As consequências psicológicas para uma vítima de stalking são “terríveis”, na avaliação de Wimer Bottura. “A pessoa se vê sem saída, porque aonde ela vai o stalker está atrás. Fica acuada, amedrontada, fragilizada. Não dorme nem se alimenta direito. É algo que deprime e ainda a faz perder a confiança em outras relações”, aponta.
Para o psiquiatra, a fragilidade prévia da vítima, e fatores como o medo da solidão, podem torná-la mais vulnerável às abordagens dos stalkers. “Muitas vezes há uma ingenuidade de acreditar na falsa bondade do perseguidor, de se sentir atraído e iludido por sua simpatia inicial”, analisa. Por isso é difícil tomar a atitude de buscar uma resolução por meio das vias legais e um acompanhamento psicológico.

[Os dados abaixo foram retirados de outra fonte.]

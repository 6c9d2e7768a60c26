//! Claude OAuth credential file.
//!
//! The Claude CLI keeps its OAuth credentials in `~/.claude/.credentials.json`:
//!
//! ```json
//! {
//!   "claudeAiOauth": {
//!     "accessToken": "...",
//!     "refreshToken": "...",
//!     "expiresAt": 1735000000000,
//!     "scopes": ["user:inference", "user:profile"],
//!     "subscriptionType": "max"
//!   }
//! }
//! ```
//!
//! The file is shared with the CLI, so rewrites keep every field this module
//! does not understand and replace the file atomically.

use chrono::{DateTime, Duration, TimeZone, Utc};
use serde::{Deserialize, Serialize};
use serde_json::{Map, Value};
use std::path::{Path, PathBuf};
use tracing::{debug, info, instrument, warn};

use super::api::TokenResponse;
use super::error::ClaudeError;

/// Scope required by the usage endpoint.
pub const REQUIRED_SCOPE: &str = "user:profile";

/// Tokens this close to expiry are treated as expired.
const EXPIRY_BUFFER_MINUTES: i64 = 5;

// ============================================================================
// File Structures
// ============================================================================

/// Root of `.credentials.json`.
#[derive(Debug, Clone, Default, Serialize, Deserialize)]
#[serde(rename_all = "camelCase")]
pub struct CredentialsFile {
    /// Claude AI OAuth credentials.
    #[serde(default, skip_serializing_if = "Option::is_none")]
    pub claude_ai_oauth: Option<OAuthData>,
    /// Fields owned by other tools.
    #[serde(flatten)]
    pub extra: Map<String, Value>,
}

/// The `claudeAiOauth` object.
#[derive(Debug, Clone, Serialize, Deserialize)]
#[serde(rename_all = "camelCase")]
pub struct OAuthData {
    /// Access token.
    pub access_token: String,
    /// Refresh token.
    #[serde(default, skip_serializing_if = "Option::is_none")]
    pub refresh_token: Option<String>,
    /// Expiration (milliseconds since epoch).
    #[serde(default, skip_serializing_if = "Option::is_none")]
    pub expires_at: Option<i64>,
    /// Granted scopes.
    #[serde(default)]
    pub scopes: Vec<String>,
    /// Subscription type (e.g. "pro", "max").
    #[serde(default, skip_serializing_if = "Option::is_none")]
    pub subscription_type: Option<String>,
    /// Rate limit tier.
    #[serde(default, skip_serializing_if = "Option::is_none")]
    pub rate_limit_tier: Option<String>,
    /// Fields owned by other tools.
    #[serde(flatten)]
    pub extra: Map<String, Value>,
}

// ============================================================================
// Validated Credentials
// ============================================================================

/// OAuth credentials ready for use.
#[derive(Debug, Clone, PartialEq, Eq)]
pub struct ClaudeCredentials {
    /// Access token.
    pub access_token: String,
    /// Refresh token, if stored.
    pub refresh_token: Option<String>,
    /// Expiration time, if known.
    pub expires_at: Option<DateTime<Utc>>,
    /// Granted scopes.
    pub scopes: Vec<String>,
    /// Subscription type.
    pub subscription_type: Option<String>,
    /// Rate limit tier.
    pub rate_limit_tier: Option<String>,
}

impl ClaudeCredentials {
    fn from_data(data: &OAuthData) -> Self {
        Self {
            access_token: data.access_token.clone(),
            refresh_token: data.refresh_token.clone(),
            expires_at: data.expires_at.and_then(timestamp_to_datetime),
            scopes: data.scopes.clone(),
            subscription_type: data.subscription_type.clone(),
            rate_limit_tier: data.rate_limit_tier.clone(),
        }
    }

    /// Returns true if the token is expired or about to expire.
    pub fn is_expired(&self) -> bool {
        self.expires_at
            .is_some_and(|at| at <= Utc::now() + Duration::minutes(EXPIRY_BUFFER_MINUTES))
    }

    /// Returns true if the scope was granted. Unknown scopes pass.
    pub fn has_scope(&self, scope: &str) -> bool {
        self.scopes.is_empty() || self.scopes.iter().any(|s| s == scope)
    }

    /// Plan name for display.
    pub fn plan(&self) -> Option<String> {
        self.subscription_type
            .as_deref()
            .or(self.rate_limit_tier.as_deref())
            .map(plan_label)
    }
}

/// Accepts both seconds and milliseconds.
fn timestamp_to_datetime(value: i64) -> Option<DateTime<Utc>> {
    if value > 10_000_000_000 {
        Utc.timestamp_millis_opt(value).single()
    } else {
        Utc.timestamp_opt(value, 0).single()
    }
}

fn plan_label(raw: &str) -> String {
    match raw {
        "pro" => "Pro".to_string(),
        "max" => "Max".to_string(),
        "team" => "Team".to_string(),
        "enterprise" => "Enterprise".to_string(),
        "free" => "Free".to_string(),
        other => other.to_string(),
    }
}

/// Returns true if `contents` is a complete credentials file with a usable
/// access token.
pub fn is_complete(contents: &[u8]) -> bool {
    serde_json::from_slice::<CredentialsFile>(contents)
        .ok()
        .and_then(|file| file.claude_ai_oauth)
        .is_some_and(|data| !data.access_token.trim().is_empty())
}

// ============================================================================
// Credential Store
// ============================================================================

/// Returns the default credentials path.
pub fn default_credentials_path() -> Option<PathBuf> {
    dirs::home_dir().map(|home| home.join(".claude").join(".credentials.json"))
}

/// Reads and rewrites one credentials file.
#[derive(Debug, Clone)]
pub struct CredentialStore {
    path: PathBuf,
}

impl CredentialStore {
    /// Store backed by `path`.
    pub fn new(path: impl Into<PathBuf>) -> Self {
        Self { path: path.into() }
    }

    /// Store at `~/.claude/.credentials.json`.
    pub fn at_default_location() -> Option<Self> {
        default_credentials_path().map(Self::new)
    }

    /// The backing file.
    pub fn path(&self) -> &Path {
        &self.path
    }

    /// Cheap existence check.
    pub fn exists(&self) -> bool {
        self.path.is_file()
    }

    async fn read_file(&self) -> Result<CredentialsFile, ClaudeError> {
        let content = match tokio::fs::read_to_string(&self.path).await {
            Ok(content) => content,
            Err(e) if e.kind() == std::io::ErrorKind::NotFound => {
                return Err(ClaudeError::CredentialsNotFound(self.path.display().to_string()));
            }
            Err(e) => return Err(e.into()),
        };
        serde_json::from_str(&content).map_err(|e| {
            warn!(path = %self.path.display(), error = %e, "Failed to parse credentials");
            ClaudeError::InvalidCredentials(e.to_string())
        })
    }

    /// Loads the current credentials.
    ///
    /// # Errors
    ///
    /// Returns an error if the file is missing, unreadable, or has no
    /// usable access token.
    #[instrument(skip(self), fields(path = %self.path.display()))]
    pub async fn load(&self) -> Result<ClaudeCredentials, ClaudeError> {
        let file = self.read_file().await?;
        let data = file
            .claude_ai_oauth
            .ok_or_else(|| ClaudeError::InvalidCredentials("no claudeAiOauth entry".to_string()))?;
        if data.access_token.trim().is_empty() {
            return Err(ClaudeError::InvalidCredentials("empty access token".to_string()));
        }

        let credentials = ClaudeCredentials::from_data(&data);
        debug!(
            expired = credentials.is_expired(),
            has_refresh = credentials.refresh_token.is_some(),
            "Credentials loaded"
        );
        Ok(credentials)
    }

    /// Writes a rotated token back, keeping every other field.
    ///
    /// # Errors
    ///
    /// Returns an error if the file cannot be read or replaced.
    #[instrument(skip(self, token), fields(path = %self.path.display()))]
    pub async fn store_rotated(&self, token: &TokenResponse) -> Result<ClaudeCredentials, ClaudeError> {
        let mut file = self.read_file().await?;
        let data = file
            .claude_ai_oauth
            .as_mut()
            .ok_or_else(|| ClaudeError::InvalidCredentials("no claudeAiOauth entry".to_string()))?;

        token.apply_to(data);
        let credentials = ClaudeCredentials::from_data(data);

        let json = serde_json::to_string_pretty(&file)
            .map_err(|e| ClaudeError::InvalidCredentials(e.to_string()))?;
        write_atomic(&self.path, json.as_bytes()).await?;

        info!("Stored rotated Claude credentials");
        Ok(credentials)
    }
}

/// Replaces `path` via a sibling temp file, owner-only on Unix.
async fn write_atomic(path: &Path, contents: &[u8]) -> Result<(), ClaudeError> {
    let temp = path.with_extension("json.tmp");
    tokio::fs::write(&temp, contents).await?;

    #[cfg(unix)]
    {
        use std::os::unix::fs::PermissionsExt;
        tokio::fs::set_permissions(&temp, std::fs::Permissions::from_mode(0o600)).await?;
    }

    if let Err(e) = tokio::fs::rename(&temp, path).await {
        let _ = tokio::fs::remove_file(&temp).await;
        return Err(e.into());
    }
    Ok(())
}

// ============================================================================
// Tests
// ============================================================================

“Há certa ambivalência. É como se a vítima quisesse um pouco daquilo, tem um lado masoquista e indefeso. É um processo terapêutico complexo”, aponta Bottura. Retratar essa reação ambígua é parte importante de Bebê Rena. “O protagonista mostra uma fixação em entender o que faz sua stalker se interessar por ele. Ele é uma pessoa completamente quebrada, se sente muito desvalorizado, desamado. Ela então devolve o sentimento de ser desejado, que ele não encontra em suas relações, e por isso segue nessa dinâmica doentia com ela”, destaca Patrícia.
Como acolher uma vítima de stalking?
É preciso acolher a vítima de stalking com compreensão e respeitar seu tempo. Diferente do retratado em Bebê Rena, em que a obsessão parte de uma pessoa inicialmente desconhecida, muitos casos de stalking acontecem com pessoas próximas, que fazem parte da vida da vítima.

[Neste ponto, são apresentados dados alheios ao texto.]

//! CLI command implementations.

pub mod cache;
pub mod config;
pub mod providers;
pub mod usage;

“Muitas dependem financeiramente e até emocionalmente do stalker, é uma coisa difícil de se livrar. Por isso, a pessoa pode resistir a se defender. É preciso ouvi-la e fortalecê-la, com muito carinho, proteção, sem críticas, até que ela resolva sair”, diz Bottura. Uma medida interessante, ele indica, são trabalhos de terapia em grupo, em que pessoas em situações parecidas podem apoiar umas às outras.

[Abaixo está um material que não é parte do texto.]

//! Fetch strategy trait and types.
//!
//! A strategy represents one mechanism for acquiring a provider's usage data
//! (OAuth token, API key, CLI helper, ...). Providers declare an ordered list
//! of strategies and the pipeline tries them in that order.

use async_trait::async_trait;
use serde::{Deserialize, Serialize};
use std::fmt;
use usagehub_core::UsageSnapshot;

use crate::context::FetchContext;
use crate::error::FetchError;

// ============================================================================
// Fetch Kind
// ============================================================================

/// The kind of mechanism a strategy uses.
#[derive(Debug, Clone, Copy, PartialEq, Eq, Hash, Serialize, Deserialize)]
#[serde(rename_all = "snake_case")]
pub enum FetchKind {
    /// CLI tool.
    CLI,
    /// OAuth token authentication.
    OAuth,
    /// API key authentication.
    ApiKey,
    /// Browser session cookies.
    WebCookies,
    /// Local file/process probing.
    LocalProbe,
}

impl FetchKind {
    /// Returns the display name for this kind.
    pub fn display_name(&self) -> &'static str {
        match self {
            Self::CLI => "CLI",
            Self::OAuth => "OAuth",
            Self::ApiKey => "API Key",
            Self::WebCookies => "Web Cookies",
            Self::LocalProbe => "Local Probe",
        }
    }
}

impl fmt::Display for FetchKind {
    fn fmt(&self, f: &mut fmt::Formatter<'_>) -> fmt::Result {
        write!(f, "{}", self.display_name())
    }
}

// ============================================================================
// Fetch Result
// ============================================================================

/// The result of one strategy attempt.
#[derive(Debug, Clone, PartialEq)]
pub enum FetchResult {
    /// Fresh usage data.
    Success(UsageSnapshot),
    /// This mechanism failed; another strategy might still work.
    Recoverable(String),
    /// The account itself is the problem; stop trying strategies.
    Fatal(String),
}

impl FetchResult {
    /// Creates a recoverable failure.
    pub fn recoverable(reason: impl Into<String>) -> Self {
        Self::Recoverable(reason.into())
    }

    /// Creates a fatal failure.
    pub fn fatal(reason: impl Into<String>) -> Self {
        Self::Fatal(reason.into())
    }

    /// Returns true for `Success`.
    pub fn is_success(&self) -> bool {
        matches!(self, Self::Success(_))
    }

    /// Returns true for `Fatal`.
    pub fn is_fatal(&self) -> bool {
        matches!(self, Self::Fatal(_))
    }

    /// Returns the failure reason, if this is a failure.
    pub fn reason(&self) -> Option<&str> {
        match self {
            Self::Success(_) => None,
            Self::Recoverable(reason) | Self::Fatal(reason) => Some(reason),
        }
    }
}

impl From<FetchError> for FetchResult {
    fn from(err: FetchError) -> Self {
        Self::Recoverable(err.to_string())
    }
}

// ============================================================================
// Fetch Strategy Trait
// ============================================================================

/// A mechanism for fetching usage data from a provider.
///
/// ## Implementing a Strategy
///
/// ```ignore
/// struct ZaiApiStrategy;
///
/// #[async_trait]
/// impl FetchStrategy for ZaiApiStrategy {
///     fn name(&self) -> &str {
///         "api"
///     }
///
///     fn kind(&self) -> FetchKind {
///         FetchKind::ApiKey
///     }
///
///     fn is_available(&self, _ctx: &FetchContext) -> bool {
///         std::env::var("ZAI_API_KEY").is_ok()
///     }
///
///     async fn fetch(&self, ctx: &FetchContext) -> Result<FetchResult, FetchError> {
///         let response = ctx.run_cancellable(ctx.http.get(URL)).await??;
///         // map response into a snapshot
///     }
/// }
/// ```
#[async_trait]
pub trait FetchStrategy: Send + Sync {
    /// Strategy name, unique within its provider (e.g. "oauth", "api").
    ///
    /// Reported as the outcome's source when this strategy wins.
    fn name(&self) -> &str;

    /// The kind of mechanism this strategy uses.
    fn kind(&self) -> FetchKind;

    /// Check if this strategy can run right now.
    ///
    /// Must be cheap and local: no network I/O, no blocking, no keychain
    /// prompts. Environment variables and file existence are fine.
    fn is_available(&self, ctx: &FetchContext) -> bool;

    /// Fetch usage data using this strategy.
    ///
    /// Must observe `ctx.cancellation()` and return promptly once it fires.
    /// `Err` is treated as a recoverable failure.
    async fn fetch(&self, ctx: &FetchContext) -> Result<FetchResult, FetchError>;
}

// ============================================================================
// Strategy Info
// ============================================================================

/// Information about a strategy (for reporting).
#[derive(Debug, Clone, Serialize, Deserialize)]
pub struct StrategyInfo {
    /// Strategy name.
    pub name: String,
    /// Strategy kind.
    pub kind: FetchKind,
    /// Whether the strategy is available.
    pub available: bool,
}

impl StrategyInfo {
    /// Creates strategy info from a strategy implementation.
    pub fn from_strategy(strategy: &dyn FetchStrategy, ctx: &FetchContext) -> Self {
        Self {
            name: strategy.name().to_string(),
            kind: strategy.kind(),
            available: strategy.is_available(ctx),
        }
    }
}

// ============================================================================
// Tests
// ============================================================================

Quanto ao tratamento psicológico da pessoa que pratica o stalking, Bottura acredita ser um processo complicado, já que a pessoa, apesar de gerar o adoecimento do outro, não se percebe doente. “Por isso a existência da lei que criminaliza o stalking é muito importante para proteger as vítimas e levá-las ao tratamento, assim como o stalker, que poderá aceitar a possibilidade de se tratar”, ressalta o psiquiatra.